Aquella noche el marqués de Villaurrutia destacaba entra la multitud de trajes de gala como un viejo príncipe del Renacimiento. Recuerdo que un famoso guitarrista español interpretó varias sonatas de Albéniz en tanto que alegres y huecos los taponazos del champán se elevaban al cielo estival.
Yo llegué poco antes de la medianoche. Después de malgastar parte de la fiesta junto a unos cuantos diplomáticos empeñados en hablar del escalafón y de asuntos de la carrera, fui de grupo en grupo, paseándome entre los centenares de invitados. No tardé mucho en encontrar a Ángel y a Olga. Ella estaba radiante. Iba vestida con un traje de gasa negra.

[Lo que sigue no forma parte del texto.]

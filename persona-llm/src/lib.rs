//! # persona-llm: response generation and summarisation backends
//!
//! The state engine only produces context; turning it into a reply is the
//! job of a language model behind one of two seams:
//!
//! - [`ResponseGenerator`]: ordered messages + parameters + optional tool
//!   declarations in, plain text or a tool invocation out.
//! - [`Summarizer`]: a window of recent messages + the prior summary in, an
//!   updated summary out.
//!
//! [`LlmClient`] implements both for OpenAI-compatible and Ollama endpoints.
//! Every call is a single attempt bounded by a timeout; retrying is left to
//! the caller.

#![deny(clippy::unwrap_used)]
#![warn(clippy::pedantic)]
#![allow(clippy::module_name_repetitions)]

pub mod client;
pub mod error;
pub mod prompt;
pub mod tools;
pub mod types;

use async_trait::async_trait;

pub use client::{LlmClient, LlmProvider};
pub use error::LlmError;
pub use types::{
    ChatMessage, ChatRole, GenerationParams, GenerationRequest, GenerationResponse, SummaryRequest,
    ToolDeclaration, ToolInvocation,
};

/// Produces the character's next reply.
#[async_trait]
pub trait ResponseGenerator: Send + Sync {
    /// Generate a reply for `request`.
    ///
    /// # Errors
    /// Backend failures (unavailable, timeout, malformed response).
    async fn generate(&self, request: &GenerationRequest) -> Result<GenerationResponse, LlmError>;
}

/// Compresses older history into a running summary.
#[async_trait]
pub trait Summarizer: Send + Sync {
    /// Return the updated summary.
    ///
    /// # Errors
    /// Backend failures (unavailable, timeout, malformed response).
    async fn summarize(&self, request: &SummaryRequest) -> Result<String, LlmError>;
}
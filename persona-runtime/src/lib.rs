//! # Persona Runtime
//!
//! Async glue between the pure state engine in `persona-core` and the
//! response backends in `persona-llm`:
//!
//! - [`state::SharedCharacter`]: lock-guarded character with a single mood writer
//! - [`driver::MoodClockDriver`]: ticks the circadian clock on a tokio interval
//! - [`hooks`]: entry points for gifts, score changes and incoming messages
//! - [`turn::TurnEngine`]: builds the prompt, calls the generator, applies the result
//! - [`summary`]: folds old history into the rolling summary
//! - [`logging`]: tracing subscriber setup from configuration

#![deny(clippy::unwrap_used)]
#![deny(missing_docs)]
#![warn(clippy::pedantic)]
#![allow(clippy::module_name_repetitions)]

pub mod backend;
pub mod driver;
pub mod error;
pub mod hooks;
pub mod logging;
pub mod state;
pub mod summary;
pub mod turn;

pub use driver::{DriverHandle, MoodClockDriver};
pub use error::{Result, RuntimeError};
pub use state::SharedCharacter;
pub use turn::{TurnEngine, TurnOutcome};
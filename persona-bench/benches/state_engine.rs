//! Persona state-engine benchmarks.
//!
//! Everything here runs on every conversational turn or clock tick, so each
//! path should stay well under a millisecond:
//!   relationship_classify_grid ....... 21x21 score grid
//!   display_resolve .................. one badge
//!   gap_analyze_200_messages ......... full scan window
//!   world_book_retrieve_500_entries .. five enabled books

use std::hint::black_box;

use chrono::{DateTime, Duration, TimeZone, Utc};
use chrono_tz::Tz;
use criterion::{Criterion, criterion_group, criterion_main};

use persona_core::display::{DisplayInput, DisplayResolver};
use persona_core::gap::GapAnalyzer;
use persona_core::mood::{MoodClock, MoodState, MoodStatus};
use persona_core::relationship::{RelationshipClassifier, RelationshipStatus};
use persona_core::world_book::{self, KnowledgeBase, WorldBookEntry};
use persona_core::{EmotionVector, Message, PersonalityTraits};

fn t0() -> DateTime<Utc> {
    Utc.with_ymd_and_hms(2024, 3, 1, 9, 0, 0)
        .single()
        .unwrap_or(DateTime::<Utc>::UNIX_EPOCH)
}

fn bench_relationship(c: &mut Criterion) {
    let classifier = RelationshipClassifier::standard();
    let traits = PersonalityTraits::default();

    c.bench_function("relationship_classify_grid", |b| {
        b.iter(|| {
            for romance in (-100..=100).step_by(10) {
                for friendship in (-100..=100).step_by(10) {
                    black_box(classifier.classify(
                        black_box(romance),
                        black_box(friendship),
                        &traits,
                        RelationshipStatus::Honeymoon,
                    ));
                }
            }
        });
    });
}

fn bench_display(c: &mut Criterion) {
    let resolver = DisplayResolver::standard();
    let input = DisplayInput {
        energy: 35,
        status: MoodStatus::Awake,
        emotions: EmotionVector::new(20, 40, 75, 70, 10),
        friendship_score: 30,
        local_hour: 22,
    };

    c.bench_function("display_resolve", |b| {
        b.iter(|| black_box(resolver.resolve(black_box(&input))));
    });
}

fn bench_mood_tick(c: &mut Criterion) {
    let clock = MoodClock::default();
    let mood = MoodState::default();
    let now = t0();

    c.bench_function("mood_tick", |b| {
        b.iter(|| black_box(clock.tick(black_box(&mood), Tz::Asia__Tokyo, now)));
    });
}

fn bench_gap(c: &mut Criterion) {
    let analyzer = GapAnalyzer::default();
    let history: Vec<Message> = (0..200)
        .map(|i| {
            let at = t0() + Duration::minutes(i * 7);
            if i % 2 == 0 {
                Message::user(format!("user message {i}"), at)
            } else {
                Message::assistant(format!("reply {i}"), at)
            }
        })
        .collect();
    let now = (t0() + Duration::days(2)).with_timezone(&Tz::Europe__Berlin);

    c.bench_function("gap_analyze_200_messages", |b| {
        b.iter(|| black_box(analyzer.analyze(black_box(&history), now)));
    });
}

fn bench_world_book(c: &mut Criterion) {
    let bases: Vec<KnowledgeBase> = (0..5)
        .map(|book| {
            (0..100).fold(KnowledgeBase::new(format!("book {book}")), |kb, i| {
                let entry = if i % 25 == 0 {
                    WorldBookEntry::constant(format!("Always-on fact {book}-{i}."))
                } else {
                    WorldBookEntry::keyword(
                        [format!("keyword{book}x{i}"), format!("alias{i}")],
                        format!("Lore entry {book}-{i}."),
                    )
                    .unwrap_or_else(|_| WorldBookEntry::constant("unreachable"))
                };
                kb.with_entry(entry)
            })
        })
        .collect();
    let enabled: Vec<_> = bases.iter().map(|kb| kb.id).collect();
    let text = "Tell me about keyword2x17 and ALIAS42, and what happened at the harbour.";

    c.bench_function("world_book_retrieve_500_entries", |b| {
        b.iter(|| black_box(world_book::retrieve(black_box(text), &bases, &enabled)));
    });
}

criterion_group!(
    benches,
    bench_relationship,
    bench_display,
    bench_mood_tick,
    bench_gap,
    bench_world_book,
);
criterion_main!(benches);
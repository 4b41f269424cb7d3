//! Relationship Classifier: "What are we to each other?"
//!
//! Two signed axes (romance, friendship) are mapped to a relationship status
//! by an ordered rule table: rules are evaluated top-down and the first match
//! wins. Two rules are *transitions* that consult the previously returned
//! status:
//!
//! - `Friend` → `BuddingRomance` while romance sits in `[50, 60)`
//! - `Honeymoon`/`Stable` → `CoolingOff` while romance sits in `(30, 70)`
//!
//! They are placed before the steady-state buckets they interrupt. Without
//! that ordering the status flickers on small score deltas near a threshold.
//!
//! The classifier itself is pure; the hysteresis memory lives in
//! [`RelationshipState`], whose [`advance`](RelationshipState::advance) is the
//! only way to move it.

use serde::{Deserialize, Serialize};
use std::fmt;
use tracing::debug;

use crate::types::PersonalityTraits;

/// Relationship status shown on the character badge.
#[derive(Debug, Clone, Copy, Default, PartialEq, Eq, Hash, Serialize, Deserialize)]
pub enum RelationshipStatus {
    /// Open feud.
    Hostile,
    /// Recent falling-out.
    Conflict,
    /// Barely know each other.
    #[default]
    Acquaintance,
    /// Friends.
    Friend,
    /// Best friends.
    Bestie,
    /// One-sided infatuation with little friendship behind it.
    Crush,
    /// A friendship starting to turn romantic.
    BuddingRomance,
    /// Mixed signals.
    Ambiguous,
    /// New couple.
    Honeymoon,
    /// Long-term, settled couple.
    Stable,
    /// A couple drifting apart.
    CoolingOff,
}

impl RelationshipStatus {
    /// Human-readable label.
    #[must_use]
    pub fn label(self) -> &'static str {
        match self {
            Self::Hostile => "Feud",
            Self::Conflict => "Conflict",
            Self::Acquaintance => "Acquaintance",
            Self::Friend => "Friend",
            Self::Bestie => "Best friend",
            Self::Crush => "Crush",
            Self::BuddingRomance => "Budding romance",
            Self::Ambiguous => "It's complicated",
            Self::Honeymoon => "Honeymoon",
            Self::Stable => "Steady partner",
            Self::CoolingOff => "Cooling off",
        }
    }

    /// Whether the pair is currently a couple.
    #[must_use]
    pub fn is_romantic(self) -> bool {
        matches!(self, Self::Honeymoon | Self::Stable | Self::CoolingOff)
    }
}

impl fmt::Display for RelationshipStatus {
    fn fmt(&self, f: &mut fmt::Formatter<'_>) -> fmt::Result {
        f.write_str(self.label())
    }
}

/// Everything a rule predicate may look at.
#[derive(Debug, Clone, Copy)]
pub struct RelationshipInput<'a> {
    /// Romance score.
    pub romance: i32,
    /// Friendship score.
    pub friendship: i32,
    /// Character personality.
    pub traits: &'a PersonalityTraits,
    /// Status returned by the previous classification.
    pub previous: RelationshipStatus,
}

/// Predicate deciding whether a rule fires.
pub type RulePredicate = fn(&RelationshipInput<'_>) -> bool;

/// One row of the classification table.
#[derive(Debug, Clone, Copy)]
pub struct RelationshipRule {
    /// Stable rule name, used for insertion and tracing.
    pub name: &'static str,
    /// When the rule fires.
    pub predicate: RulePredicate,
    /// Status returned when it fires.
    pub status: RelationshipStatus,
}

impl RelationshipRule {
    /// Build a rule.
    #[must_use]
    pub const fn new(name: &'static str, predicate: RulePredicate, status: RelationshipStatus) -> Self {
        Self {
            name,
            predicate,
            status,
        }
    }
}

/// Ordered rule table; first match wins, otherwise [`RelationshipClassifier::fallback`].
#[derive(Debug, Clone)]
pub struct RelationshipClassifier {
    rules: Vec<RelationshipRule>,
    fallback: RelationshipStatus,
}

impl Default for RelationshipClassifier {
    fn default() -> Self {
        Self::standard()
    }
}

impl RelationshipClassifier {
    /// The standard table.
    #[must_use]
    pub fn standard() -> Self {
        use RelationshipStatus as S;

        let rules = vec![
            RelationshipRule::new("feud", |i| i.friendship < -20 || i.romance < -30, S::Hostile),
            RelationshipRule::new("conflict", |i| i.friendship < 0 || i.romance < -10, S::Conflict),
            RelationshipRule::new("acquaintance", |i| i.friendship < 30 && i.romance < 30, S::Acquaintance),
            RelationshipRule::new(
                "friend_to_romance",
                |i| i.previous == S::Friend && i.friendship >= 50 && (50..60).contains(&i.romance),
                S::BuddingRomance,
            ),
            RelationshipRule::new("bestie", |i| i.friendship >= 70 && i.romance < 50, S::Bestie),
            RelationshipRule::new("friend", |i| i.friendship >= 30 && i.romance < 40, S::Friend),
            RelationshipRule::new("crush", |i| i.friendship < 40 && i.romance >= 50, S::Crush),
            RelationshipRule::new(
                "couple_cooling",
                |i| matches!(i.previous, S::Honeymoon | S::Stable) && (31..70).contains(&i.romance),
                S::CoolingOff,
            ),
            RelationshipRule::new("stable", |i| i.friendship >= 90 && i.romance >= 90, S::Stable),
            RelationshipRule::new("honeymoon", |i| i.friendship >= 65 && i.romance >= 70, S::Honeymoon),
            RelationshipRule::new(
                "ambiguous",
                |i| i.friendship >= 60 && (40..60).contains(&i.romance),
                S::Ambiguous,
            ),
        ];

        Self {
            rules,
            fallback: S::Friend,
        }
    }

    /// The rules in evaluation order.
    #[must_use]
    pub fn rules(&self) -> &[RelationshipRule] {
        &self.rules
    }

    /// Status returned when no rule fires.
    #[must_use]
    pub fn fallback(&self) -> RelationshipStatus {
        self.fallback
    }

    /// Insert `rule` directly before the rule named `before`.
    ///
    /// Appends to the end of the table if no rule has that name.
    pub fn insert_before(&mut self, before: &str, rule: RelationshipRule) {
        let index = self
            .rules
            .iter()
            .position(|r| r.name == before)
            .unwrap_or(self.rules.len());
        self.rules.insert(index, rule);
    }

    /// Classify a score pair given the previously returned status.
    #[must_use]
    pub fn classify(
        &self,
        romance: i32,
        friendship: i32,
        traits: &PersonalityTraits,
        previous: RelationshipStatus,
    ) -> RelationshipStatus {
        let input = RelationshipInput {
            romance,
            friendship,
            traits,
            previous,
        };
        self.rules
            .iter()
            .find(|rule| (rule.predicate)(&input))
            .map_or(self.fallback, |rule| rule.status)
    }

    /// Name of the rule that would fire, or `None` for the fallback.
    #[must_use]
    pub fn matching_rule(
        &self,
        romance: i32,
        friendship: i32,
        traits: &PersonalityTraits,
        previous: RelationshipStatus,
    ) -> Option<&'static str> {
        let input = RelationshipInput {
            romance,
            friendship,
            traits,
            previous,
        };
        self.rules
            .iter()
            .find(|rule| (rule.predicate)(&input))
            .map(|rule| rule.name)
    }
}

/// Relationship scores plus the hysteresis memory.
///
/// `previous_status` is only ever written by [`RelationshipState::advance`],
/// so it always equals the classifier's last answer.
#[derive(Debug, Clone, Default, PartialEq, Eq, Serialize, Deserialize)]
#[serde(default)]
pub struct RelationshipState {
    /// Romance score.
    pub romance: i32,
    /// Friendship score.
    pub friendship: i32,
    previous_status: RelationshipStatus,
}

impl RelationshipState {
    /// Start a relationship from scratch; the first advance decides the status.
    #[must_use]
    pub fn new() -> Self {
        Self::default()
    }

    /// The status returned by the last [`advance`](Self::advance).
    #[must_use]
    pub fn status(&self) -> RelationshipStatus {
        self.previous_status
    }

    /// Store new scores and run one transition of the state machine.
    pub fn advance(
        &mut self,
        romance: i32,
        friendship: i32,
        traits: &PersonalityTraits,
        classifier: &RelationshipClassifier,
    ) -> RelationshipStatus {
        let next = classifier.classify(romance, friendship, traits, self.previous_status);
        if next != self.previous_status {
            debug!(
                from = %self.previous_status,
                to = %next,
                romance,
                friendship,
                "Relationship transition"
            );
        }
        self.romance = romance;
        self.friendship = friendship;
        self.previous_status = next;
        next
    }
}

#[cfg(test)]
mod tests {
    use super::*;
    use RelationshipStatus as S;

    fn classify(romance: i32, friendship: i32, previous: RelationshipStatus) -> RelationshipStatus {
        RelationshipClassifier::standard().classify(
            romance,
            friendship,
            &PersonalityTraits::default(),
            previous,
        )
    }

    #[test]
    fn negative_scores_are_hostile_or_conflict() {
        assert_eq!(classify(0, -21, S::Friend), S::Hostile);
        assert_eq!(classify(-31, 50, S::Friend), S::Hostile);
        assert_eq!(classify(0, -5, S::Friend), S::Conflict);
        assert_eq!(classify(-11, 50, S::Honeymoon), S::Conflict);
    }

    #[test]
    fn low_scores_are_acquaintance() {
        assert_eq!(classify(29, 29, S::Honeymoon), S::Acquaintance);
        assert_eq!(classify(0, 0, S::Acquaintance), S::Acquaintance);
    }

    #[test]
    fn cooling_off_boundary_at_seventy() {
        assert_eq!(classify(69, 65, S::Honeymoon), S::CoolingOff);
        assert_eq!(classify(70, 65, S::Honeymoon), S::Honeymoon);
    }

    #[test]
    fn hysteresis_depends_on_previous_status() {
        assert_eq!(classify(55, 55, S::Friend), S::BuddingRomance);
        assert_eq!(classify(55, 55, S::Acquaintance), S::Friend);
    }

    #[test]
    fn stricter_bucket_wins_inside_compound_steps() {
        assert_eq!(classify(20, 80, S::Friend), S::Bestie);
        assert_eq!(classify(20, 40, S::Friend), S::Friend);
        assert_eq!(classify(95, 95, S::Honeymoon), S::Stable);
        assert_eq!(classify(75, 70, S::Acquaintance), S::Honeymoon);
    }

    #[test]
    fn crush_and_ambiguous_buckets() {
        assert_eq!(classify(55, 35, S::Acquaintance), S::Crush);
        assert_eq!(classify(45, 60, S::Acquaintance), S::Ambiguous);
    }

    #[test]
    fn stable_couple_cools_off_when_romance_fades() {
        assert_eq!(classify(50, 95, S::Stable), S::CoolingOff);
    }

    #[test]
    fn state_machine_remembers_its_own_output() {
        let classifier = RelationshipClassifier::standard();
        let traits = PersonalityTraits::default();
        let mut state = RelationshipState::new();

        assert_eq!(state.advance(35, 55, &traits, &classifier), S::Friend);
        assert_eq!(state.status(), S::Friend);
        assert_eq!(state.advance(55, 55, &traits, &classifier), S::BuddingRomance);
        // Same scores again: previous is now BuddingRomance, so the transition
        // rule no longer applies and the cascade falls through to the default.
        assert_eq!(state.advance(55, 55, &traits, &classifier), S::Friend);
    }

    #[test]
    fn custom_rules_can_consult_traits() {
        let mut classifier = RelationshipClassifier::standard();
        classifier.insert_before(
            "crush",
            RelationshipRule::new(
                "guarded_heart",
                |i| i.traits.guardedness > 0.8 && i.romance >= 50 && i.friendship < 40,
                S::Ambiguous,
            ),
        );
        let guarded = PersonalityTraits {
            guardedness: 0.9,
            ..PersonalityTraits::default()
        };
        assert_eq!(classifier.classify(55, 35, &guarded, S::Acquaintance), S::Ambiguous);
        assert_eq!(
            classifier.classify(55, 35, &PersonalityTraits::default(), S::Acquaintance),
            S::Crush
        );
        assert_eq!(
            classifier.matching_rule(55, 35, &guarded, S::Acquaintance),
            Some("guarded_heart")
        );
    }

    #[test]
    fn fallback_is_friend() {
        // friendship 50, romance 45: no bucket matches.
        assert_eq!(classify(45, 50, S::Acquaintance), S::Friend);
        let classifier = RelationshipClassifier::standard();
        assert_eq!(
            classifier.matching_rule(45, 50, &PersonalityTraits::default(), S::Acquaintance),
            None
        );
    }
}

Tan pronto como me vio, vino a mi encuentro.
—No sé si debería sentirme halagado —observé.
Ella sonrió. Pero al rato apartó su mirada de mí y buscó el grupo del que se había alejado.
—No me gusta aquel hombre —susurró tras un instante de vacilación.
Se mordía un poco el labio inferior, pensativa.
—¿Quién? ¿Giunta? No hay de qué preocuparse. Sólo es un aventurero de Fiume al que Mussolini ha convertido en diputado.
Olga permaneció todavía un momento con los ojos clavados en el diputado fascista. Giunta era un hombre joven, moreno, con un bigote de sello.
—¿Podemos acercarnos?
Era evidente que algo le preocupaba.
—¿De veras es necesario? —pregunté—. Francamente, preferiría contemplar la fiesta desde aquí. Aquí, después de todo —añadí—, existen un sinfín de románticas posibilidades.
Recuerdo que me miró, divertida. Luego me tomó del brazo y nos acercamos al grupo.
Tal y como me temía, pues conocía al sujeto, Giunta era el indiscutible centro de la conversación. Pero la culpa era de Ángel, que en presencia del encargado de negocios francés y del cónsul norteamericano había ofendido al diputado con alguna de sus observaciones.
—Europa debe purgarse de un modo de vida fenecido —aseguraba Giunta solemne—. Europa debe enterrar a sus muertos, no conservarlos en formol.
A pesar de su indignación, al diputado fascista se le veía algo apabullado por el entorno.
—Observo que le divierten mis palabras —apuntó enojado.
—Debo suponer —dijo Ángel— que los crímenes que atenazan hoy Italia son los heraldos gloriosos de esa nueva Europa que ustedes proclaman.
Me sacudió un instantáneo estremecimiento. Olga se estremeció también. Ya se lo he dicho. Aquellos días, entre los extranjeros de Roma había arraigado una tendencia nueva: la de bajar el tono cuando se hablaba de política.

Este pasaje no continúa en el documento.